Captain Lazarus Stewart (July 4, 1734 – July 3, 1778) was an American frontiersman and militia officer. He was a leader of the Paxton Boys, a group of Scots-Irish settlers who massacred a number of Susquehannock in 1763, and a prominent commander on the Connecticut side in the Pennamite–Yankee War. Stewart died during the Revolutionary War in battle with Loyalists and Haudenosaunee at the Battle of Wyoming.

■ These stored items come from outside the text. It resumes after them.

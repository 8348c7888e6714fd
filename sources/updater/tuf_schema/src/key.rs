use crate::canonical::to_canonical_bytes;
use crate::decoded::{Decoded, Hex};
use crate::error::Result;
use ring::digest::{digest, SHA256};
use ring::signature::{UnparsedPublicKey, ED25519, ED25519_PUBLIC_KEY_LEN};
use serde::{Deserialize, Serialize};
use std::fmt;
use std::str::FromStr;

/// A public key listed in root metadata.
///
/// Only Ed25519 keys are accepted. Publishers generate them with `tuftool`; nothing else needs
/// to be parsed on the client.
#[derive(Debug, Clone, Deserialize, Serialize, PartialEq, Eq)]
#[serde(rename_all = "kebab-case")]
#[serde(tag = "keytype")]
pub enum Key {
    Ed25519 {
        keyval: Ed25519Key,
        scheme: Ed25519Scheme,
    },
}

#[derive(Debug, Clone, Copy, Deserialize, Serialize, PartialEq, Eq)]
#[serde(rename_all = "kebab-case")]
pub enum Ed25519Scheme {
    Ed25519,
}

#[derive(Debug, Clone, Deserialize, Serialize, PartialEq, Eq)]
pub struct Ed25519Key {
    pub public: Decoded<Hex>,
}

impl Key {
    /// Wraps raw Ed25519 public key bytes.
    pub fn ed25519(public: &[u8]) -> Self {
        Key::Ed25519 {
            keyval: Ed25519Key {
                public: public.into(),
            },
            scheme: Ed25519Scheme::Ed25519,
        }
    }

    /// Calculate the key ID for this key: the SHA-256 of its canonical JSON form.
    pub fn key_id(&self) -> Result<Decoded<Hex>> {
        let buf = to_canonical_bytes(self, "key")?;
        Ok(digest(&SHA256, &buf).as_ref().into())
    }

    /// Verify a signature of a message made with this key.
    pub(crate) fn verify(&self, msg: &[u8], signature: &[u8]) -> bool {
        match self {
            Key::Ed25519 {
                keyval,
                scheme: Ed25519Scheme::Ed25519,
            } => UnparsedPublicKey::new(&ED25519, keyval.public.as_ref())
                .verify(msg, signature)
                .is_ok(),
        }
    }
}

impl FromStr for Key {
    type Err = KeyParseError;

    /// Parses a hex-encoded Ed25519 public key.
    fn from_str(s: &str) -> std::result::Result<Self, Self::Err> {
        match s.parse::<Decoded<Hex>>() {
            Ok(public) if public.len() == ED25519_PUBLIC_KEY_LEN => Ok(Key::ed25519(&public)),
            _ => Err(KeyParseError(())),
        }
    }
}

#[derive(Debug)]
pub struct KeyParseError(());

impl fmt::Display for KeyParseError {
    fn fmt(&self, f: &mut fmt::Formatter<'_>) -> fmt::Result {
        write!(f, "unrecognized or invalid public key")
    }
}

impl std::error::Error for KeyParseError {}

Stewart was born on July 4, 1734, in Hanover Township, Lancaster (now Dauphin) County, Pennsylvania, and was of Scots-Irish descent. His parents, James Stewart and Martha Stewart, were cousins who married around 1731.[1][2] In 1755, during the French and Indian War, Stewart raised and commanded a party of volunteers for the Braddock Expedition. His company was later assigned to guard settlements on the Juniata River.[3]

Pontiac's War and Conestoga Massacre

1841 lithograph of the Paxton Boys' massacre of the Susquehannock at Lancaster, Pennsylvania in 1763.

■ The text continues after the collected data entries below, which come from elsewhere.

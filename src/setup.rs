//! # Index build pipeline
//!
//! The offline step that turns a scraped catalog into a servable pair:
//!
//! ```text
//! catalog ──embed_batch──▶ vectors ──FlatIndex::build──▶ index
//!    │                                                      │
//!    └──── save (catalog.json) ─────────── save (index.bin) ┘
//! ```
//!
//! The index is stamped with the catalog fingerprint, so a serving process
//! that picks up one new file and one old file refuses the mix instead of
//! serving mismatched positions.

use chrono::{DateTime, Utc};
use indicatif::{ProgressBar, ProgressStyle};
use serde::Serialize;
use std::io::IsTerminal;
use std::path::PathBuf;
use tracing::info;

use crate::catalog::CatalogStore;
use crate::config::RecommenderConfig;
use crate::embedding::Embedder;
use crate::error::BuildError;
use crate::vector_store::FlatIndex;

/// Where a pair lives on disk.
#[derive(Debug, Clone, PartialEq, Eq)]
pub struct ArtifactPaths {
    pub index: PathBuf,
    pub catalog: PathBuf,
}

impl ArtifactPaths {
    pub fn from_config(config: &RecommenderConfig) -> Self {
        Self {
            index: config.index_path.clone(),
            catalog: config.catalog_path.clone(),
        }
    }
}

/// Summary of a finished build.
#[derive(Debug, Clone, Serialize)]
pub struct BuildReport {
    pub records: usize,
    pub dimension: usize,
    pub degraded_embeddings: u64,
    pub fingerprint: String,
    pub built_at: DateTime<Utc>,
}

fn progress_bar(len: usize) -> ProgressBar {
    if !std::io::stderr().is_terminal() {
        return ProgressBar::hidden();
    }
    let bar = ProgressBar::new(len as u64);
    bar.set_style(
        ProgressStyle::with_template("{spinner} embedding [{bar:40}] {pos}/{len} ({eta})")
            .unwrap_or_else(|_| ProgressStyle::default_bar())
            .progress_chars("=> "),
    );
    bar
}

/// Embed every record, build the index and write both artifacts.
///
/// # Errors
/// - [`BuildError::EmptyCatalog`] if `store` has no records.
/// - [`BuildError::Index`] if the index cannot be written.
/// - [`BuildError::Catalog`] if the catalog cannot be written.
pub async fn build_artifacts(
    store: &CatalogStore,
    embedder: &Embedder,
    paths: &ArtifactPaths,
) -> Result<BuildReport, BuildError> {
    if store.is_empty() {
        return Err(BuildError::EmptyCatalog);
    }

    info!("Generating embeddings for {} assessments", store.len());
    let degraded_before = embedder.degraded_events();
    let texts = store.embedding_texts();
    let bar = progress_bar(texts.len());
    let vectors = embedder
        .embed_batch_observed(&texts, |done| bar.set_position(done as u64))
        .await;
    bar.finish_and_clear();
    let degraded_embeddings = embedder.degraded_events() - degraded_before;

    let fingerprint = store.fingerprint()?;
    let index = FlatIndex::build(vectors, fingerprint.clone())?;

    store.save(&paths.catalog)?;
    index.save(&paths.index)?;

    info!(
        "Built index of {} records ({} fallback embeddings)",
        index.len(),
        degraded_embeddings
    );

    Ok(BuildReport {
        records: index.len(),
        dimension: index.dimension(),
        degraded_embeddings,
        fingerprint,
        built_at: Utc::now(),
    })
}

#[cfg(test)]
mod tests {
    use super::*;
    use crate::catalog::sample_record;
    use crate::embedding::FallbackEmbedder;
    use crate::error::ServingError;
    use crate::recommend::{LoadedPair, RecommendationService, ServingState};
    use std::sync::Arc;
    use tempfile::tempdir;

    fn catalog() -> CatalogStore {
        CatalogStore::from_records(vec![
            sample_record("Core Java", "Entry level Java programming", "Knowledge"),
            sample_record("Python 3", "Python scripting and data handling", "Knowledge"),
            sample_record("Sales Aptitude", "Aptitude for consultative selling", "Ability"),
            sample_record("OPQ32r", "Occupational personality questionnaire", "Personality"),
            sample_record("Verify Numerical", "Numerical reasoning", "Ability"),
        ])
    }

    fn paths_in(dir: &std::path::Path) -> ArtifactPaths {
        ArtifactPaths {
            index: dir.join("index.bin"),
            catalog: dir.join("catalog.json"),
        }
    }

    #[tokio::test]
    async fn test_build_then_serve() {
        let dir = tempdir().unwrap();
        let paths = paths_in(dir.path());
        let embedder = Embedder::Fallback(FallbackEmbedder::new(64));

        let report = build_artifacts(&catalog(), &embedder, &paths).await.unwrap();
        assert_eq!(report.records, 5);
        assert_eq!(report.dimension, 64);
        assert_eq!(report.degraded_embeddings, 0);

        let svc = RecommendationService::new(embedder, Arc::new(ServingState::empty()), 5, 10);
        svc.load(&paths).unwrap();
        assert!(svc.health().ready);
        assert_eq!(svc.health().fingerprint.as_deref(), Some(report.fingerprint.as_str()));

        let results = svc.recommend("Java programmer", 10).await.unwrap();
        assert_eq!(results.len(), 5);
    }

    #[tokio::test]
    async fn test_empty_catalog_is_rejected() {
        let dir = tempdir().unwrap();
        let embedder = Embedder::Fallback(FallbackEmbedder::new(8));
        let result = build_artifacts(&CatalogStore::default(), &embedder, &paths_in(dir.path())).await;
        assert!(matches!(result, Err(BuildError::EmptyCatalog)));
    }

    #[tokio::test]
    async fn test_load_rejects_wrong_configured_dimension() {
        let dir = tempdir().unwrap();
        let paths = paths_in(dir.path());
        let embedder = Embedder::Fallback(FallbackEmbedder::new(32));
        build_artifacts(&catalog(), &embedder, &paths).await.unwrap();

        assert!(matches!(
            LoadedPair::load(&paths, Some(768)),
            Err(ServingError::Configuration(_))
        ));
        assert!(LoadedPair::load(&paths, Some(32)).is_ok());
    }

    #[tokio::test]
    async fn test_load_rejects_pair_from_different_builds() {
        let dir = tempdir().unwrap();
        let paths = paths_in(dir.path());
        let embedder = Embedder::Fallback(FallbackEmbedder::new(16));
        build_artifacts(&catalog(), &embedder, &paths).await.unwrap();

        // A re-scrape rewrites the catalog, but the index is stale.
        let mut records = catalog().records().to_vec();
        records.truncate(4);
        CatalogStore::from_records(records).save(&paths.catalog).unwrap();

        assert!(matches!(
            LoadedPair::load(&paths, None),
            Err(ServingError::Configuration(_))
        ));
    }

    #[tokio::test]
    async fn test_missing_artifacts_fail_to_load() {
        let dir = tempdir().unwrap();
        let state = ServingState::empty();
        assert!(state.reload(&paths_in(dir.path()), None).is_err());
        assert!(!state.health().ready);
    }

    #[tokio::test]
    async fn test_failed_reload_keeps_current_pair() {
        let dir = tempdir().unwrap();
        let paths = paths_in(dir.path());
        let embedder = Embedder::Fallback(FallbackEmbedder::new(16));
        build_artifacts(&catalog(), &embedder, &paths).await.unwrap();

        let state = ServingState::empty();
        state.reload(&paths, Some(16)).unwrap();
        let before = state.health();

        std::fs::remove_file(&paths.index).unwrap();
        assert!(state.reload(&paths, Some(16)).is_err());
        assert_eq!(state.health(), before);
    }

    #[tokio::test]
    async fn test_remote_mode_refuses_index_of_other_dimension() {
        let dir = tempdir().unwrap();
        let paths = paths_in(dir.path());
        build_artifacts(&catalog(), &Embedder::Fallback(FallbackEmbedder::new(16)), &paths)
            .await
            .unwrap();

        // Nothing listens on port 1, so every query embedding degrades.
        let remote = |dimension| RecommenderConfig {
            embedding_api_key: Some("test-key".into()),
            embedding_api_base: "http://127.0.0.1:1".into(),
            embedding_dimensionality: dimension,
            embedding_timeout_secs: 2,
            ..Default::default()
        };

        let mismatched = RecommendationService::from_config(&remote(768));
        assert!(mismatched.embedder().is_remote());
        assert!(matches!(
            mismatched.load(&paths),
            Err(ServingError::Configuration(_))
        ));
        assert!(!mismatched.health().ready);

        let matching = RecommendationService::from_config(&remote(16));
        matching.load(&paths).unwrap();
        let results = matching.recommend("Java programmer", 3).await.unwrap();
        assert_eq!(results.len(), 3);
        assert_eq!(matching.embedder().degraded_events(), 1);
    }
}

In the summer of 1763, during Pontiac's War, frontier settlements of Pennsylvania were frequently attacked by the Lenape and Shawnee. The Pennsylvania Gazette claimed, "Carlisle was become the barrier not a single individual beyond it."[4]

In the crisis, the response of the Commonwealth government was sluggish. There had long been friction between the Presbyterian settlers of the frontier and the Quaker dominated government, and the damage done by the raids caused further resentment. In Lancaster County, John Elder, a Presbyterian minister, raised two companies of associators, known as the Paxton Boys, mainly from Paxton and neighboring townships, captained by Stewart and Asher Clayton.[4]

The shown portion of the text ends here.